Gooch & Housego shares (LON: GHH) surged almost 7% on Tuesday’s opening.

The optical components and systems manufacturer demand for its products and capabilities had remained “robust” and it was set for a stronger second half.

Despite this, the group reported a 30% decline in profit due to disruption at manufacturing sites amid the pandemic. Pre-tax profit was down 35% year-on-year to £9.8m whilst revenue fell 5.5% to £122.1m.

Gooch & Housego said in the update that they would scrap the total dividend for the year.
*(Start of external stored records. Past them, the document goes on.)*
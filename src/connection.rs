use std::time::Duration;

use futures_util::{SinkExt, StreamExt};
use tokio::net::TcpStream;
use tokio::sync::mpsc;
use tokio::task::JoinHandle;
use tokio_tungstenite::tungstenite::Message;
use tokio_tungstenite::{connect_async, MaybeTlsStream, WebSocketStream};
use tracing::{debug, info, warn};
use url::Url;

use cardroom_core::{decode, encode, ClientMsg, ServerMsg};

type WsStream = WebSocketStream<MaybeTlsStream<TcpStream>>;

#[derive(Debug, Clone, PartialEq, Eq)]
pub enum ConnectionEvent {
    Connected,
    Message(ServerMsg),
    Disconnected,
}

pub struct ConnectionHandle {
    outbound: mpsc::UnboundedSender<ClientMsg>,
    task: JoinHandle<()>,
}

impl ConnectionHandle {
    pub fn spawn(
        url: Url,
        reconnect_delay: Duration,
        events: mpsc::UnboundedSender<ConnectionEvent>,
    ) -> Self {
        let (outbound, outbound_rx) = mpsc::unbounded_channel();
        let task = tokio::spawn(run_connection(url, reconnect_delay, outbound_rx, events));
        Self { outbound, task }
    }

    pub fn send(&self, msg: ClientMsg) {
        if self.outbound.send(msg).is_err() {
            debug!("connection task gone, message dropped");
        }
    }

    pub fn close(self) {
        self.task.abort();
    }
}

impl Drop for ConnectionHandle {
    fn drop(&mut self) {
        self.task.abort();
    }
}

async fn run_connection(
    url: Url,
    reconnect_delay: Duration,
    mut outbound: mpsc::UnboundedReceiver<ClientMsg>,
    events: mpsc::UnboundedSender<ConnectionEvent>,
) {
    let mut attempt: u64 = 0;
    loop {
        attempt = attempt.saturating_add(1);
        match connect_async(url.as_str()).await {
            Ok((ws, _response)) => {
                attempt = 0;
                let mut stale = 0usize;
                while outbound.try_recv().is_ok() {
                    stale += 1;
                }
                if stale > 0 {
                    debug!(stale, "dropped messages queued while offline");
                }
                info!(url = %url, "websocket connected");
                if events.send(ConnectionEvent::Connected).is_err() {
                    return;
                }
                match pump(ws, &mut outbound, &events).await {
                    PumpExit::Lost(reason) => {
                        warn!(url = %url, %reason, "websocket closed");
                        if events.send(ConnectionEvent::Disconnected).is_err() {
                            return;
                        }
                    }
                    PumpExit::Shutdown => return,
                }
            }
            Err(err) => {
                warn!(url = %url, attempt, %err, "websocket connect failed");
            }
        }
        tokio::time::sleep(reconnect_delay).await;
    }
}

enum PumpExit {
    Lost(String),
    Shutdown,
}

async fn pump(
    ws: WsStream,
    outbound: &mut mpsc::UnboundedReceiver<ClientMsg>,
    events: &mpsc::UnboundedSender<ConnectionEvent>,
) -> PumpExit {
    let (mut write, mut read) = ws.split();
    loop {
        tokio::select! {
            msg = outbound.recv() => {
                let Some(msg) = msg else {
                    let _ = write.send(Message::Close(None)).await;
                    return PumpExit::Shutdown;
                };
                let Some(text) = encode(&msg) else {
                    warn!(kind = msg.kind(), "failed to encode message");
                    continue;
                };
                debug!(kind = msg.kind(), "sending");
                if let Err(err) = write.send(Message::Text(text.into())).await {
                    return PumpExit::Lost(err.to_string());
                }
            }
            frame = read.next() => {
                let message = match frame {
                    Some(Ok(message)) => message,
                    Some(Err(err)) => return PumpExit::Lost(err.to_string()),
                    None => return PumpExit::Lost("stream ended".to_string()),
                };
                match message {
                    Message::Text(text) => match decode::<ServerMsg>(text.as_str()) {
                        Some(msg) => {
                            debug!(kind = msg.kind(), "received");
                            if events.send(ConnectionEvent::Message(msg)).is_err() {
                                return PumpExit::Shutdown;
                            }
                        }
                        None => warn!(len = text.len(), "dropping malformed frame"),
                    },
                    Message::Close(frame) => return PumpExit::Lost(format!("{frame:?}")),
                    _ => {}
                }
            }
        }
    }
}
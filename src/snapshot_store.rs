use std::collections::{BTreeSet, HashMap};
use std::sync::Arc;

use tracing::debug;

use cardroom_core::{CardId, GameSnapshot, PlayerId};

#[derive(Debug, Clone, Copy, PartialEq, Eq, Default)]
pub struct SnapshotChange {
    pub round_started: bool,
    pub turn_changed: bool,
    pub selection_purged: usize,
}

/// Latest authoritative snapshot plus the local state that hangs off it:
/// round baseline scores and the card selection.
#[derive(Debug, Clone, Default)]
pub struct SnapshotStore {
    current: Option<Arc<GameSnapshot>>,
    baseline: HashMap<PlayerId, i32>,
    selection: BTreeSet<CardId>,
}

impl SnapshotStore {
    pub fn new() -> Self {
        Self::default()
    }

    pub fn current(&self) -> Option<&Arc<GameSnapshot>> {
        self.current.as_ref()
    }

    pub fn baseline(&self) -> &HashMap<PlayerId, i32> {
        &self.baseline
    }

    pub fn selection(&self) -> &BTreeSet<CardId> {
        &self.selection
    }

    /// Replaces the snapshot wholesale. Baselines are captured only when the
    /// round goes from not started to started.
    pub fn apply(&mut self, next: GameSnapshot, viewer_id: &str) -> SnapshotChange {
        let previous = self.current.take();
        let was_started = previous.as_ref().is_some_and(|prev| prev.started);
        let previous_turn = previous
            .as_ref()
            .map(|prev| (prev.started, prev.current_player_id().map(str::to_string)));
        let next_turn = (next.started, next.current_player_id().map(str::to_string));

        let mut change = SnapshotChange::default();
        if !was_started && next.started {
            self.baseline = next
                .players
                .iter()
                .map(|player| (player.id.clone(), player.score))
                .collect();
            change.round_started = true;
            debug!(room_id = %next.room_id, players = self.baseline.len(), "round baseline captured");
        }
        if previous_turn.is_some_and(|turn| turn != next_turn) {
            change.turn_changed = true;
            self.selection.clear();
        }

        let before = self.selection.len();
        match next.player(viewer_id) {
            Some(me) => self.selection.retain(|id| me.holds(id)),
            None => self.selection.clear(),
        }
        change.selection_purged = before - self.selection.len();

        self.current = Some(Arc::new(next));
        change
    }

    pub fn toggle_selection(&mut self, card_id: &str, viewer_id: &str) -> bool {
        let in_hand = self
            .current
            .as_ref()
            .and_then(|snapshot| snapshot.player(viewer_id))
            .is_some_and(|me| me.holds(card_id));
        if !in_hand {
            return false;
        }
        if !self.selection.remove(card_id) {
            self.selection.insert(card_id.to_string());
        }
        true
    }

    pub fn clear_selection(&mut self) {
        self.selection.clear();
    }

    pub fn clear(&mut self) {
        self.current = None;
        self.baseline.clear();
        self.selection.clear();
    }
}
The year-end order book is 0.8% higher than the same time last year at £92.4m and the group said it is on track to reach previously targeted profits.

Mark Webster, chief executive of the group, commented: “Our priority during the ongoing COVID-19 pandemic remains the health and safety of our staff, customers and suppliers. We are very proud of the way our staff have responded to this unprecedented challenge.

“FY2020 profits were affected by temporary disruption to manufacturing and lower demand in some subsectors due to the COVID-19 pandemic. We have continued to invest in our high priority R&D targets, been able to maintain a strong balance sheet and have improved our liquidity levels.

“Our order book is robust and there remains considerable long term potential for our photonic technologies and system capabilities in all of our target sectors.

“The challenge of the pandemic has validated our long term strategic goals of diversification and moving up the value chain. We intend to vigorously pursue these goals through internal investment and where appropriate, acquisitions.”

Gooch & Housego shares (LON: GHH) are currently trading +5.55% at 1.213,80 (1128GMT).